Good, but been there, read that

girlstories

Before I write another word, I have to say this: I love Lauren Weinstein’s coming-of-age collection of comics Girl Stories. I think it’s relatable, funny ,and in some instances, super clever. I like the raw honesty of her character, a self-aware art chick who still plays with Barbie dolls, but understands all the problems with Barbie dolls and doctors her collection to make it more punk rock. Meanwhile, she has that brand of self-loathing so familiar among girls who grew up in the 1990s. I like that her drawings have a sort of crass R. Crumb-Lynda Barry-ness to them, while also maintaining a very signature style.

But. I say all of this as though I’ve read this collection in a vacuum. As if I haven’t read this collection of comics, heard this song, watched this movie and recorded episodes of this TV show about one katrillion times in my adulthood: Smiths fan awkwards her way through her teen years.

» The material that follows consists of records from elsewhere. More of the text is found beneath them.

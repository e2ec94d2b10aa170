//! Process-wide client handle
//!
//! The MCP server must be able to start and list tools before the controller
//! is reachable, so the client is built on first use and then shared.

use super::client::UnifiClient;
use crate::config::UnifiConfig;
use crate::error::Result;
use once_cell::sync::OnceCell;
use std::sync::Arc;

/// Lazily constructed `UnifiClient`
#[derive(Debug)]
pub struct SharedClient {
    config: UnifiConfig,
    client: OnceCell<Arc<UnifiClient>>,
}

impl SharedClient {
    /// Store the configuration; nothing is built yet
    pub fn new(config: UnifiConfig) -> Self {
        Self {
            config,
            client: OnceCell::new(),
        }
    }

    /// The configuration the client is (or will be) built from
    pub fn config(&self) -> &UnifiConfig {
        &self.config
    }

    /// Build the client on first access and return the same handle afterwards
    pub fn client(&self) -> Result<Arc<UnifiClient>> {
        self.client
            .get_or_try_init(|| UnifiClient::new(&self.config).map(Arc::new))
            .cloned()
    }

    /// The client, if it was already built
    pub fn get(&self) -> Option<&Arc<UnifiClient>> {
        self.client.get()
    }

    /// Log out if a client was ever built
    pub async fn close(&self) {
        if let Some(client) = self.client.get() {
            client.close().await;
        }
    }
}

The main character here is flirting with popularity. One minute she’s got it; One minute she’s clinging to her nerdy best friend since second grade. She’s tormented by the popular kids, particularly that dick Glen who seems to hold the yoyo string that controls her social ascent. There’s a junior high dance, a move to high school, a flirtation on a bus, and a multi-part incident involving something super gross that someone put in Glen’s locker.

I can no longer differentiate between what is good, what is original, and what is derivative anymore. I’m starting to think that even though we are all unique and precious flowers, we all had versions of the same upbringing and now that story has been told and told and told. Yes, high school boys are dicks. Yes, we had a first love and he was probably a skateboarder. Yes, we took fashion stances that tried too hard. Yes, we wished that Morrissey would disavow his celibacy for a single round of 7 Minutes in Heaven.

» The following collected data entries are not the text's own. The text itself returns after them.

//! Tests for the HTTP client module

use super::*;
use crate::auth::LoginScheme;
use crate::config::UnifiConfig;
use crate::error::Error;
use pretty_assertions::assert_eq;
use serde_json::json;
use std::time::Duration;
use wiremock::matchers::{body_json, header, method, path};
use wiremock::{Mock, MockServer, ResponseTemplate};

const DEVICES: &str = "/proxy/network/api/s/default/stat/device";

fn config_for(server: &MockServer) -> UnifiConfig {
    UnifiConfig::builder()
        .base_url(server.uri())
        .credentials("admin", "secret")
        .timeout(Duration::from_secs(5))
        .build()
}

fn client_for(server: &MockServer) -> UnifiClient {
    UnifiClient::new(&config_for(server)).unwrap()
}

async fn mount_unifi_os_login(server: &MockServer, csrf: &str, expected_calls: u64) {
    Mock::given(method("POST"))
        .and(path("/api/auth/login"))
        .respond_with(
            ResponseTemplate::new(200)
                .insert_header("x-csrf-token", csrf)
                .insert_header("set-cookie", "TOKEN=session-jwt; Path=/; HttpOnly"),
        )
        .expect(expected_calls)
        .mount(server)
        .await;
}

#[test]
fn test_client_builds_without_network() {
    let config = UnifiConfig::builder().host("10.0.0.1").port(8443).build();
    let client = UnifiClient::new(&config).unwrap();
    assert_eq!(client.base_url(), "https://10.0.0.1:8443/");
    assert_eq!(client.rate_limiter().config().max_requests, 100);
}

#[tokio::test]
async fn test_get_logs_in_first_and_sends_csrf() {
    let server = MockServer::start().await;
    mount_unifi_os_login(&server, "abc123", 1).await;

    Mock::given(method("GET"))
        .and(path("/resource"))
        .and(header("X-CSRF-Token", "abc123"))
        .and(header("cookie", "TOKEN=session-jwt"))
        .respond_with(ResponseTemplate::new(200).set_body_json(json!({"data": [{"id": 1}]})))
        .expect(1)
        .mount(&server)
        .await;

    let client = client_for(&server);
    assert!(!client.is_authenticated().await);

    let body = client.get("/resource").await.unwrap();

    assert_eq!(body, json!({"data": [{"id": 1}]}));
    assert!(client.is_authenticated().await);
    assert_eq!(client.session().await.scheme(), Some(LoginScheme::UnifiOs));
}

#[tokio::test]
async fn test_login_happens_once_for_many_requests() {
    let server = MockServer::start().await;
    mount_unifi_os_login(&server, "abc123", 1).await;

    Mock::given(method("GET"))
        .and(path(DEVICES))
        .respond_with(ResponseTemplate::new(200).set_body_json(json!({"data": []})))
        .expect(3)
        .mount(&server)
        .await;

    let client = client_for(&server);
    for _ in 0..3 {
        client.get(DEVICES).await.unwrap();
    }
}

#[tokio::test]
async fn test_post_and_put_send_json_body() {
    let server = MockServer::start().await;
    mount_unifi_os_login(&server, "tok", 1).await;

    Mock::given(method("POST"))
        .and(path("/proxy/network/api/s/default/rest/firewallrule"))
        .and(body_json(json!({"name": "block"})))
        .respond_with(ResponseTemplate::new(200).set_body_json(json!({"data": [{"_id": "r1"}]})))
        .expect(1)
        .mount(&server)
        .await;

    Mock::given(method("PUT"))
        .and(path("/proxy/network/api/s/default/rest/firewallrule/r1"))
        .and(body_json(json!({"enabled": false})))
        .respond_with(ResponseTemplate::new(200).set_body_json(json!({"data": []})))
        .expect(1)
        .mount(&server)
        .await;

    let client = client_for(&server);
    let created = client
        .post(
            "/proxy/network/api/s/default/rest/firewallrule",
            &json!({"name": "block"}),
        )
        .await
        .unwrap();
    assert_eq!(created["data"][0]["_id"], "r1");

    client
        .put(
            "/proxy/network/api/s/default/rest/firewallrule/r1",
            &json!({"enabled": false}),
        )
        .await
        .unwrap();
}

#[tokio::test]
async fn test_delete_with_empty_body_returns_null() {
    let server = MockServer::start().await;
    mount_unifi_os_login(&server, "tok", 1).await;

    Mock::given(method("DELETE"))
        .and(path("/proxy/network/api/s/default/rest/portforward/p1"))
        .respond_with(ResponseTemplate::new(204))
        .expect(1)
        .mount(&server)
        .await;

    let client = client_for(&server);
    let body = client
        .delete("/proxy/network/api/s/default/rest/portforward/p1")
        .await
        .unwrap();
    assert_eq!(body, serde_json::Value::Null);
}

#[tokio::test]
async fn test_legacy_fallback_then_request() {
    let server = MockServer::start().await;

    Mock::given(method("POST"))
        .and(path("/api/auth/login"))
        .respond_with(ResponseTemplate::new(404))
        .expect(1)
        .mount(&server)
        .await;

    Mock::given(method("POST"))
        .and(path("/api/login"))
        .respond_with(ResponseTemplate::new(200).insert_header("set-cookie", "unifises=s1; Path=/"))
        .expect(1)
        .mount(&server)
        .await;

    Mock::given(method("GET"))
        .and(path(DEVICES))
        .and(header("cookie", "unifises=s1"))
        .respond_with(ResponseTemplate::new(200).set_body_json(json!({"data": []})))
        .expect(1)
        .mount(&server)
        .await;

    let client = client_for(&server);
    client.get(DEVICES).await.unwrap();
    assert_eq!(client.session().await.scheme(), Some(LoginScheme::Legacy));
}

#[tokio::test]
async fn test_authentication_failure_sends_no_request() {
    let server = MockServer::start().await;

    Mock::given(method("POST"))
        .and(path("/api/auth/login"))
        .respond_with(ResponseTemplate::new(401).set_body_string("invalid credentials"))
        .expect(1)
        .mount(&server)
        .await;

    Mock::given(method("POST"))
        .and(path("/api/login"))
        .respond_with(ResponseTemplate::new(400))
        .expect(1)
        .mount(&server)
        .await;

    Mock::given(method("GET"))
        .and(path(DEVICES))
        .respond_with(ResponseTemplate::new(200))
        .expect(0)
        .mount(&server)
        .await;

    let client = client_for(&server);
    let err = client.get(DEVICES).await.unwrap_err();

    assert!(matches!(err, Error::Authentication { .. }));
    assert!(err.to_string().contains("invalid credentials"));
    assert!(!client.is_authenticated().await);
}

#[tokio::test]
async fn test_401_reauthenticates_and_retries_once() {
    let server = MockServer::start().await;
    mount_unifi_os_login(&server, "abc123", 2).await;

    Mock::given(method("GET"))
        .and(path("/resource"))
        .respond_with(ResponseTemplate::new(401))
        .up_to_n_times(1)
        .expect(1)
        .mount(&server)
        .await;

    Mock::given(method("GET"))
        .and(path("/resource"))
        .respond_with(ResponseTemplate::new(200).set_body_json(json!({"data": ["ok"]})))
        .expect(1)
        .mount(&server)
        .await;

    let client = client_for(&server);
    let body = client.get("/resource").await.unwrap();

    assert_eq!(body, json!({"data": ["ok"]}));
    assert!(client.is_authenticated().await);
}

#[tokio::test]
async fn test_second_401_is_surfaced_without_more_retries() {
    let server = MockServer::start().await;
    mount_unifi_os_login(&server, "abc123", 2).await;

    Mock::given(method("GET"))
        .and(path("/resource"))
        .respond_with(ResponseTemplate::new(401).set_body_string("expired"))
        .expect(2)
        .mount(&server)
        .await;

    let client = client_for(&server);
    let err = client.get("/resource").await.unwrap_err();

    assert!(err.is_unauthorized());
    assert!(matches!(err, Error::HttpStatus { status: 401, ref body } if body == "expired"));
    assert!(!client.is_authenticated().await);
}

#[tokio::test]
async fn test_non_401_error_is_not_retried() {
    let server = MockServer::start().await;
    mount_unifi_os_login(&server, "abc123", 1).await;

    Mock::given(method("GET"))
        .and(path("/missing"))
        .respond_with(ResponseTemplate::new(404).set_body_string("Not found"))
        .expect(1)
        .mount(&server)
        .await;

    let client = client_for(&server);
    let err = client.get("/missing").await.unwrap_err();

    assert!(matches!(err, Error::HttpStatus { status: 404, .. }));
    assert!(client.is_authenticated().await);
}

#[tokio::test]
async fn test_response_cookies_replace_by_name() {
    let server = MockServer::start().await;
    mount_unifi_os_login(&server, "abc123", 1).await;

    Mock::given(method("GET"))
        .and(path("/first"))
        .respond_with(
            ResponseTemplate::new(200)
                .insert_header("set-cookie", "TOKEN=rotated; Path=/")
                .set_body_json(json!({})),
        )
        .mount(&server)
        .await;

    Mock::given(method("GET"))
        .and(path("/second"))
        .and(header("cookie", "TOKEN=rotated"))
        .respond_with(ResponseTemplate::new(200).set_body_json(json!({})))
        .expect(1)
        .mount(&server)
        .await;

    let client = client_for(&server);
    client.get("/first").await.unwrap();
    client.get("/second").await.unwrap();

    let session = client.session().await;
    assert_eq!(session.cookies().len(), 1);
    assert_eq!(session.cookies().get("TOKEN"), Some("rotated"));
}

#[tokio::test]
async fn test_response_csrf_token_is_updated() {
    let server = MockServer::start().await;
    mount_unifi_os_login(&server, "old", 1).await;

    Mock::given(method("GET"))
        .and(path("/rotate"))
        .respond_with(
            ResponseTemplate::new(200)
                .insert_header("x-csrf-token", "new")
                .set_body_json(json!({})),
        )
        .mount(&server)
        .await;

    Mock::given(method("GET"))
        .and(path("/after"))
        .and(header("X-CSRF-Token", "new"))
        .respond_with(ResponseTemplate::new(200).set_body_json(json!({})))
        .expect(1)
        .mount(&server)
        .await;

    let client = client_for(&server);
    client.get("/rotate").await.unwrap();
    client.get("/after").await.unwrap();
    assert_eq!(client.session().await.csrf_token(), Some("new"));
}

#[tokio::test]
async fn test_close_when_unauthenticated_sends_nothing() {
    let server = MockServer::start().await;

    Mock::given(method("POST"))
        .respond_with(ResponseTemplate::new(200))
        .expect(0)
        .mount(&server)
        .await;

    let client = client_for(&server);
    client.close().await;
    client.close().await;
    assert!(!client.is_authenticated().await);
}

#[tokio::test]
async fn test_close_logs_out_once() {
    let server = MockServer::start().await;
    mount_unifi_os_login(&server, "abc123", 1).await;

    Mock::given(method("GET"))
        .and(path(DEVICES))
        .respond_with(ResponseTemplate::new(200).set_body_json(json!({"data": []})))
        .mount(&server)
        .await;

    Mock::given(method("POST"))
        .and(path("/api/auth/logout"))
        .and(header("X-CSRF-Token", "abc123"))
        .respond_with(ResponseTemplate::new(200))
        .expect(1)
        .mount(&server)
        .await;

    let client = client_for(&server);
    client.get(DEVICES).await.unwrap();

    client.close().await;
    assert!(!client.is_authenticated().await);

    client.close().await;
}

#[tokio::test]
async fn test_close_ignores_logout_failure() {
    let server = MockServer::start().await;
    mount_unifi_os_login(&server, "abc123", 1).await;

    Mock::given(method("GET"))
        .and(path(DEVICES))
        .respond_with(ResponseTemplate::new(200).set_body_json(json!({"data": []})))
        .mount(&server)
        .await;

    Mock::given(method("POST"))
        .and(path("/api/auth/logout"))
        .respond_with(ResponseTemplate::new(500))
        .expect(1)
        .mount(&server)
        .await;

    let client = client_for(&server);
    client.get(DEVICES).await.unwrap();
    client.close().await;
    assert!(!client.is_authenticated().await);
}

#[tokio::test]
async fn test_transport_error_is_surfaced() {
    let server = MockServer::start().await;
    let config = config_for(&server);
    drop(server);

    let client = UnifiClient::new(&config).unwrap();
    let err = client.get(DEVICES).await.unwrap_err();
    // Login cannot reach the controller either, so both schemes fail
    assert!(matches!(err, Error::Authentication { .. }));
}

#[tokio::test]
async fn test_requests_pass_through_rate_limiter() {
    let server = MockServer::start().await;
    mount_unifi_os_login(&server, "abc123", 1).await;

    Mock::given(method("GET"))
        .and(path(DEVICES))
        .respond_with(ResponseTemplate::new(200).set_body_json(json!({"data": []})))
        .expect(3)
        .mount(&server)
        .await;

    let config = UnifiConfig::builder()
        .base_url(server.uri())
        .rate_limit(RateLimiterConfig::new(10, Duration::from_secs(60)))
        .build();
    let client = UnifiClient::new(&config).unwrap();

    for _ in 0..3 {
        client.get(DEVICES).await.unwrap();
    }
    assert_eq!(client.rate_limiter().in_flight_window(), 3);
}

#[tokio::test]
async fn test_shared_client_is_built_once() {
    let server = MockServer::start().await;
    let shared = SharedClient::new(config_for(&server));

    assert!(shared.get().is_none());
    let first = shared.client().unwrap();
    let second = shared.client().unwrap();
    assert!(std::sync::Arc::ptr_eq(&first, &second));
    assert!(shared.get().is_some());

    // Nothing was authenticated, so close sends nothing
    shared.close().await;
}

#[test]
fn test_shared_client_reports_invalid_config() {
    let config = UnifiConfig::builder().base_url("not a url").build();
    let shared = SharedClient::new(config);
    assert!(shared.client().is_err());
    assert!(shared.get().is_none());
}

No voice sounds fresh anymore. No story more open-wounded than the next. We grew up in a certain decade, we wore big flannel, we made some bad and some good choices, and then we stepped out of the way so we could navigate new areas and the next generation could take its shot at it all (wear whatever, make choices, move on).

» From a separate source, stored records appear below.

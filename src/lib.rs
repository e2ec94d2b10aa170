// Allow common clippy pedantic lints that aren't critical for this codebase
#![allow(clippy::cast_possible_truncation)]
#![allow(clippy::cast_sign_loss)]
#![allow(clippy::cast_lossless)]
#![allow(clippy::too_many_lines)]
#![allow(clippy::unused_self)]
#![allow(clippy::must_use_candidate)]
#![allow(clippy::items_after_statements)]
#![allow(clippy::unnecessary_wraps)]
#![allow(clippy::match_same_arms)]
#![allow(clippy::needless_pass_by_value)]
#![allow(clippy::unused_async)]

//! # UniFi MCP
//!
//! A Model Context Protocol server that exposes a UniFi network controller
//! as tools, resources and prompts.
//!
//! ## Features
//!
//! - **Session login**: UniFi OS login first, legacy controller login as fallback
//! - **Cookie and CSRF handling**: Tokens captured from every response
//! - **Re-authentication**: A 401 triggers one fresh login and one resend
//! - **Rate limiting**: Sliding window over all outgoing requests
//! - **25 tools**: Devices, clients, health, firewall, QoS, VPN, port forwards, routes
//!
//! ## Quick Start
//!
//! ```rust,ignore
//! use unifi_mcp::{tools, ToolCall, UnifiClient, UnifiConfig};
//!
//! #[tokio::main]
//! async fn main() -> unifi_mcp::Result<()> {
//!     let config = UnifiConfig::from_env()?;
//!     let client = UnifiClient::new(&config)?;
//!
//!     let call = ToolCall::parse("list_devices", serde_json::json!({}))?;
//!     let devices = tools::execute(&call, &client, &config.site).await?;
//!     println!("{devices:#}");
//!
//!     client.close().await;
//!     Ok(())
//! }
//! ```
//!
//! ## Architecture
//!
//! ```text
//! ┌─────────────────────────────────────────────────────────────────┐
//! │                    MCP server (stdio JSON-RPC)                  │
//! │  tools/list  tools/call  resources/read  prompts/get            │
//! └─────────────────────────────────────────────────────────────────┘
//!                                │
//! ┌──────────────┬───────────────┴──────────┬───────────────────────┐
//! │    Tools     │         HTTP             │        Auth           │
//! ├──────────────┼──────────────────────────┼───────────────────────┤
//! │ Args         │ UnifiClient              │ UniFi OS login        │
//! │ Handlers     │ Sliding-window limiter   │ Legacy login          │
//! │ Summaries    │ 401 retry                │ Cookies + CSRF        │
//! └──────────────┴──────────────────────────┴───────────────────────┘
//! ```

#![warn(clippy::all)]
#![warn(clippy::pedantic)]
#![allow(clippy::module_name_repetitions)]
#![allow(clippy::missing_errors_doc)]
#![allow(clippy::missing_panics_doc)]
#![allow(clippy::doc_markdown)]

// ============================================================================
// Module declarations
// ============================================================================

/// Error types
pub mod error;

/// Common types and path helpers
pub mod types;

/// Controller connection settings
pub mod config;

/// Login schemes and session state
pub mod auth;

/// HTTP client with session handling and rate limiting
pub mod http;

/// Tool declarations, argument parsing and execution
pub mod tools;

/// MCP protocol server
pub mod mcp;

/// Command-line interface
pub mod cli;

// ============================================================================
// Re-exports
// ============================================================================

pub use config::UnifiConfig;
pub use error::{Error, Result};
pub use http::{ControllerApi, SharedClient, UnifiClient};
pub use mcp::McpServer;
pub use tools::ToolCall;

/// Crate version
pub const VERSION: &str = env!("CARGO_PKG_VERSION");

/// Crate name
pub const NAME: &str = env!("CARGO_PKG_NAME");
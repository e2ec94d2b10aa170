//! Authentication module
//!
//! Supports the two UniFi login schemes: UniFi OS (`/api/auth/login`) and the
//! legacy Network Application (`/api/login`).
//!
//! The `Authenticator` performs the login round-trips; `SessionState` keeps
//! the resulting cookies and CSRF token between requests.

mod authenticator;
mod session;
mod types;

pub use authenticator::Authenticator;
pub use session::{CookieJar, SessionState, CSRF_HEADER};
pub use types::{Credentials, LoginScheme};
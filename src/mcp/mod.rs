//! Model Context Protocol surface
//!
//! JSON-RPC 2.0 over stdio: `initialize`, `tools/*`, `resources/*` and
//! `prompts/*`, each answered from the shared controller client.

pub mod prompts;
pub mod resources;
pub mod rpc;
mod server;

pub use prompts::Prompt;
pub use resources::Resource;
pub use rpc::RpcError;
pub use server::{McpServer, MCP_PROTOCOL_VERSION, MCP_SERVER_NAME};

When these comics first went live, I bet they bit into a really raw space. I bet girls read them and laughed and related, passed them on and were inspired. I bet they dug the Barbie dolls out of the closet and gave them punk makeovers. I bet they considered the unique torture of a handsome asshole. In fact, this must be true because Weinstein includes a section at the end featuring readers’ responses to a comic she did about body image. Those responses range from “Am I fat?” to “Thank you.”

But now, read so much later, after so many people have been here and done this and were perhaps even inspired by Weinstein, it just feels like slipping into the flannel one keeps around out of habit. It’s comfortable. It feels good. It makes a lady happy. But it’s lost a lot of the power it must have once held. I don’t know what any of this means. That Weinstein and the first makers of 1990s angsty girl art did what they did so well that now everyone has done it, thus diluting the water?